Audit, due diligence and insurance

So, is there anything DeFi teams can do to mitigate security risks, given that there are many products that successfully maintain a high level of security for their own and user funds?

Marc Zeller, integration lead at Aave, stressed the importance of conducting due diligence procedures before adding a new token to a DeFi platform to help avoid major hacks within the protocols. He also noted that projects dealing with decentralized finance may use the services of insurance companies to further protect user funds, although this is not always enough. 

Speaking about the role of insurance in combating hacks, Kain Warwick, founder of synthetic asset platform Synthetix, said that DeFi insurance is very limited, adding: “DeFi still has significant tail risk, so insurance is likely to remain very costly in the short term, but as protocols mature, costs should come down […] allowing for simpler and more useful insurance to emerge.”

Insurance is good to have if the attack has already happened, but if the task is to prevent it, auditing and tracking suspicious transactions is what DeFi projects need in order to detect and fix vulnerabilities in the network before code flaws are exploited by hackers. Analysts point out that crypto exchanges play a significant role in tracking and locking down cryptocurrencies that may have come from hacked platforms.

Related: The DeFi Hack: What Decentralized Finance Should and Shouldn’t Be?

As the industry scales, it’s getting increasingly important for DeFi developers to cooperate with regulators and work on both sandboxes and clear frameworks that allow for dispute resolution and arbitration if a hack occurs. According to Hill:

“Scaling the market requires the use of more serious protection mechanisms and cooperation with regulators and auditors. At the end of the day, this is no longer just a network of DApps, but a multi-billion dollar financial market that is at the early stage of its development.”

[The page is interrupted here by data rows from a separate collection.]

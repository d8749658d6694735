use serde::{Deserialize, Serialize};
use std::collections::BTreeMap;
use std::fmt;

use crate::error::{PhonoError, Result};

/// Word-boundary symbol. Never needs a feature specification.
pub const BOUNDARY: &str = "#";

/// Value of a single phonological feature.
#[derive(Debug, Clone, PartialEq, Eq, Hash, PartialOrd, Ord, Serialize, Deserialize)]
#[serde(from = "String", into = "String")]
pub enum FeatureValue {
    Plus,
    Minus,
    /// Underspecified ("0"); also what an absent feature reads as.
    Unspecified,
    /// Any other sign a feature system chooses to use (e.g. "n" for n/a).
    Other(String),
}

impl FeatureValue {
    pub fn is_unspecified(&self) -> bool {
        matches!(self, FeatureValue::Unspecified)
    }
}

impl From<String> for FeatureValue {
    fn from(s: String) -> Self {
        match s.as_str() {
            "+" => FeatureValue::Plus,
            "-" => FeatureValue::Minus,
            "0" | "" => FeatureValue::Unspecified,
            _ => FeatureValue::Other(s),
        }
    }
}

impl From<&str> for FeatureValue {
    fn from(s: &str) -> Self {
        FeatureValue::from(s.to_string())
    }
}

impl From<FeatureValue> for String {
    fn from(v: FeatureValue) -> Self {
        v.to_string()
    }
}

impl fmt::Display for FeatureValue {
    fn fmt(&self, f: &mut fmt::Formatter<'_>) -> fmt::Result {
        match self {
            FeatureValue::Plus => write!(f, "+"),
            FeatureValue::Minus => write!(f, "-"),
            FeatureValue::Unspecified => write!(f, "0"),
            FeatureValue::Other(s) => write!(f, "{}", s),
        }
    }
}

/// Feature name to value. Absent features are unspecified.
pub type FeatureVector = BTreeMap<String, FeatureValue>;

/// Conjunction of feature requirements, e.g. `[+voice, -son]`.
pub type FeatureBundle = Vec<(FeatureValue, String)>;

/// A segment symbol with its feature vector.
#[derive(Debug, Clone, PartialEq, Serialize, Deserialize)]
pub struct Segment {
    pub symbol: String,
    #[serde(default)]
    pub features: FeatureVector,
}

impl Segment {
    pub fn new(symbol: &str, features: &[(&str, &str)]) -> Self {
        Self {
            symbol: symbol.to_string(),
            features: features
                .iter()
                .map(|(name, value)| (name.to_string(), FeatureValue::from(*value)))
                .collect(),
        }
    }

    /// Value of `name`, `Unspecified` when the segment does not list it.
    pub fn feature(&self, name: &str) -> &FeatureValue {
        feature_of(&self.features, name)
    }
}

pub(crate) fn feature_of<'a>(vector: &'a FeatureVector, name: &str) -> &'a FeatureValue {
    static UNSPECIFIED: FeatureValue = FeatureValue::Unspecified;
    vector.get(name).unwrap_or(&UNSPECIFIED)
}

/// True if `vector` satisfies every requirement in `bundle`.
pub fn satisfies(vector: &FeatureVector, bundle: &[(FeatureValue, String)]) -> bool {
    bundle
        .iter()
        .all(|(value, name)| feature_of(vector, name) == value)
}

/// Mapping from segment symbols to feature vectors.
///
/// `feature_names` always covers every feature some segment carries:
/// inserting or deserializing a segment with an unlisted feature appends it.
#[derive(Debug, Clone, Default, PartialEq, Serialize, Deserialize)]
#[serde(from = "RawFeatureSystem")]
pub struct FeatureSystem {
    /// Ordered feature names; distances sum over these.
    pub feature_names: Vec<String>,
    segments: BTreeMap<String, FeatureVector>,
}

#[derive(Deserialize)]
struct RawFeatureSystem {
    #[serde(default)]
    feature_names: Vec<String>,
    #[serde(default)]
    segments: BTreeMap<String, FeatureVector>,
}

impl From<RawFeatureSystem> for FeatureSystem {
    fn from(raw: RawFeatureSystem) -> Self {
        let mut system = FeatureSystem {
            feature_names: raw.feature_names,
            segments: BTreeMap::new(),
        };
        for (symbol, features) in raw.segments {
            system.insert(Segment { symbol, features });
        }
        system
    }
}

impl FeatureSystem {
    pub fn new(feature_names: &[&str]) -> Self {
        Self {
            feature_names: feature_names.iter().map(|s| s.to_string()).collect(),
            segments: BTreeMap::new(),
        }
    }

    /// Build a system from segments, collecting feature names in first-seen order.
    pub fn from_segments(segments: Vec<Segment>) -> Self {
        let mut system = FeatureSystem::default();
        for segment in segments {
            system.insert(segment);
        }
        system
    }

    /// Add or replace a segment, registering any feature not yet listed.
    pub fn insert(&mut self, segment: Segment) {
        for name in segment.features.keys() {
            if !self.feature_names.contains(name) {
                log::debug!("Registering feature '{}' from segment '{}'", name, segment.symbol);
                self.feature_names.push(name.clone());
            }
        }
        self.segments.insert(segment.symbol, segment.features);
    }

    pub fn contains(&self, symbol: &str) -> bool {
        self.segments.contains_key(symbol)
    }

    /// Feature vector for `symbol`.
    pub fn specify(&self, symbol: &str) -> Result<&FeatureVector> {
        self.segments
            .get(symbol)
            .ok_or_else(|| PhonoError::MissingSpecification(vec![symbol.to_string()]))
    }

    pub fn segment(&self, symbol: &str) -> Result<Segment> {
        Ok(Segment {
            symbol: symbol.to_string(),
            features: self.specify(symbol)?.clone(),
        })
    }

    pub fn symbols(&self) -> impl Iterator<Item = &str> {
        self.segments.keys().map(|s| s.as_str())
    }

    pub fn len(&self) -> usize {
        self.segments.len()
    }

    pub fn is_empty(&self) -> bool {
        self.segments.is_empty()
    }

    /// Symbols among `candidates` whose vectors satisfy `bundle`.
    ///
    /// Candidates without a specification never match; the boundary is skipped.
    pub fn segments_matching<'a, I>(&self, bundle: &[(FeatureValue, String)], candidates: I) -> Vec<String>
    where
        I: IntoIterator<Item = &'a str>,
    {
        candidates
            .into_iter()
            .filter(|symbol| *symbol != BOUNDARY)
            .filter(|symbol| {
                self.segments
                    .get(*symbol)
                    .map(|vector| satisfies(vector, bundle))
                    .unwrap_or(false)
            })
            .map(|s| s.to_string())
            .collect()
    }
}

#[cfg(test)]
mod tests {
    use super::*;

    fn toy_system() -> FeatureSystem {
        FeatureSystem::from_segments(vec![
            Segment::new("s", &[("voice", "-"), ("ant", "+"), ("son", "-")]),
            Segment::new("z", &[("voice", "+"), ("ant", "+"), ("son", "-")]),
            Segment::new("ʃ", &[("voice", "-"), ("ant", "-"), ("son", "-")]),
            Segment::new("a", &[("voice", "+"), ("ant", "0"), ("son", "+")]),
        ])
    }

    #[test]
    fn test_feature_value_parsing() {
        assert_eq!(FeatureValue::from("+"), FeatureValue::Plus);
        assert_eq!(FeatureValue::from("-"), FeatureValue::Minus);
        assert_eq!(FeatureValue::from("0"), FeatureValue::Unspecified);
        assert_eq!(FeatureValue::from("n"), FeatureValue::Other("n".into()));
    }

    #[test]
    fn test_absent_feature_is_unspecified() {
        let seg = Segment::new("s", &[("voice", "-")]);
        assert!(seg.feature("round").is_unspecified());
        assert_eq!(seg.feature("voice"), &FeatureValue::Minus);
    }

    #[test]
    fn test_feature_names_first_seen_order() {
        let system = toy_system();
        assert_eq!(system.feature_names, vec!["ant", "son", "voice"]);
        assert_eq!(system.len(), 4);
    }

    #[test]
    fn test_specify_missing() {
        let system = toy_system();
        assert!(system.specify("s").is_ok());
        match system.specify("q") {
            Err(PhonoError::MissingSpecification(symbols)) => assert_eq!(symbols, vec!["q"]),
            other => panic!("unexpected: {:?}", other),
        }
    }

    #[test]
    fn test_segments_matching_bundle() {
        let system = toy_system();
        let bundle = vec![(FeatureValue::Minus, "son".to_string()), (FeatureValue::Plus, "ant".to_string())];
        let matched = system.segments_matching(&bundle, system.symbols().collect::<Vec<_>>());
        assert_eq!(matched, vec!["s", "z"]);
    }

    #[test]
    fn test_segments_matching_skips_boundary_and_unknown() {
        let system = toy_system();
        let bundle = vec![(FeatureValue::Minus, "voice".to_string())];
        let matched = system.segments_matching(&bundle, ["#", "s", "q", "ʃ"]);
        assert_eq!(matched, vec!["s", "ʃ"]);
    }

    #[test]
    fn test_insert_registers_unlisted_features() {
        let mut system = FeatureSystem::new(&["nasal"]);
        system.insert(Segment::new("s", &[("nasal", "-"), ("ant", "+")]));
        assert_eq!(system.feature_names, vec!["nasal", "ant"]);
    }

    #[test]
    fn test_deserialize_merges_unlisted_features() {
        let json = r#"{
            "feature_names": ["nasal"],
            "segments": {
                "s": {"nasal": "-", "ant": "+"},
                "ʃ": {"nasal": "-", "ant": "-", "strid": "+"}
            }
        }"#;
        let system: FeatureSystem = serde_json::from_str(json).unwrap();
        assert_eq!(system.feature_names, vec!["nasal", "ant", "strid"]);
        assert_eq!(system.specify("ʃ").unwrap().len(), 3);
    }

    #[test]
    fn test_feature_system_serde_roundtrip() {
        let system = toy_system();
        let json = serde_json::to_string(&system).unwrap();
        assert!(json.contains("\"voice\":\"-\""));
        let back: FeatureSystem = serde_json::from_str(&json).unwrap();
        assert_eq!(system, back);
    }
}
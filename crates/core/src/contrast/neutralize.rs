//! Merging contrasting segments into shared neutralization classes.

use std::collections::{BTreeMap, BTreeSet};

use crate::environment::{satisfies_all, EnvironmentFilter};
use crate::error::{PhonoError, Result};

/// One position of a neutralized sequence.
#[derive(Debug, Clone, PartialEq, Eq, Hash, PartialOrd, Ord)]
pub enum Unit {
    Literal(String),
    /// Any member of neutralization class `n`.
    Neutralized(usize),
}

/// Maps target segments to neutralization classes.
///
/// Pairs sharing a segment fall into one class, so adding pairs only ever
/// merges classes.
#[derive(Debug, Clone)]
pub struct Neutralizer {
    classes: BTreeMap<String, usize>,
}

impl Neutralizer {
    pub fn new<S: AsRef<str>>(pairs: &[(S, S)]) -> Result<Self> {
        if pairs.is_empty() {
            return Err(PhonoError::Config("at least one segment pair is required".into()));
        }

        let mut classes: BTreeMap<String, usize> = BTreeMap::new();
        for (next_id, (a, b)) in pairs.iter().enumerate() {
            let (a, b) = (a.as_ref(), b.as_ref());
            if a == b {
                return Err(PhonoError::Config(format!(
                    "segment pair ({}, {}) must name two different segments",
                    a, b
                )));
            }
            let class = match (classes.get(a).copied(), classes.get(b).copied()) {
                (Some(ca), Some(cb)) if ca != cb => {
                    for c in classes.values_mut() {
                        if *c == cb {
                            *c = ca;
                        }
                    }
                    ca
                }
                (Some(c), _) | (None, Some(c)) => c,
                (None, None) => next_id,
            };
            classes.insert(a.to_string(), class);
            classes.insert(b.to_string(), class);
        }
        Ok(Self { classes })
    }

    pub fn is_target(&self, segment: &str) -> bool {
        self.classes.contains_key(segment)
    }

    pub fn targets(&self) -> impl Iterator<Item = &str> {
        self.classes.keys().map(|s| s.as_str())
    }

    /// Number of distinct classes.
    pub fn class_count(&self) -> usize {
        self.classes.values().collect::<BTreeSet<_>>().len()
    }

    /// Replace every target at a position satisfying all `filters`.
    ///
    /// Returns the neutralized sequence and whether any position changed.
    pub fn neutralize(&self, sequence: &[String], filters: &[EnvironmentFilter]) -> (Vec<Unit>, bool) {
        let mut changed = false;
        let units = sequence
            .iter()
            .enumerate()
            .map(|(i, s)| match self.classes.get(s) {
                Some(class) if satisfies_all(filters, sequence, i) => {
                    changed = true;
                    Unit::Neutralized(*class)
                }
                _ => Unit::Literal(s.clone()),
            })
            .collect();
        (units, changed)
    }
}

Will ETH 2.0 bring more security?

Some believe that along with scalability, network upgrades will bring security to DeFi, while others say that Ethereum’s 2.0 transition to the proof-of-stake algorithm will put the DeFi sector in even greater danger. Based on research by analyst Tarun Chitra, Dragonfly Capital investor Haseeb Qureshi came to the conclusion that DeFi protocols run counter to the network security mechanism based on the PoS algorithm. The problem is that funds locked in DeFi lending do not participate in staking and, therefore, are a security.

MolochDao analysts confirmed that the move to ETH 2.0 could open up new attack vectors for DeFi applications. However, there is a positive side of it — attacks on ETH 2.0 are easier to scale than attacks on ETH 1.0.

Related: Put to Good Use: Ethereum Racks Up Serious Numbers to Set Benchmarks

Before the rollout, the DeFi industry will face many new attacks, according to Consensys analysts Tanner Hoban and Tom Borgers, especially during the first phases of the transition to Ethereum 2.0. The reason is that at the beginning of the transition, validators must block their ETH until the proof-of-work chain is fully merged with the proof-of-stake chain. This will reduce liquidity and, according to the study authors, can lead to centralization.

So it’s likely that DeFi products will face major hacks again, but with the development of insurance and auditing tools, as well as market entry by global regulators, it will eventually become safer. Ethereum 2.0 may add its own fly in the ointment, but with a slow and gradual roll-out of the new model and sufficient testing, the risks are likely to be minimized.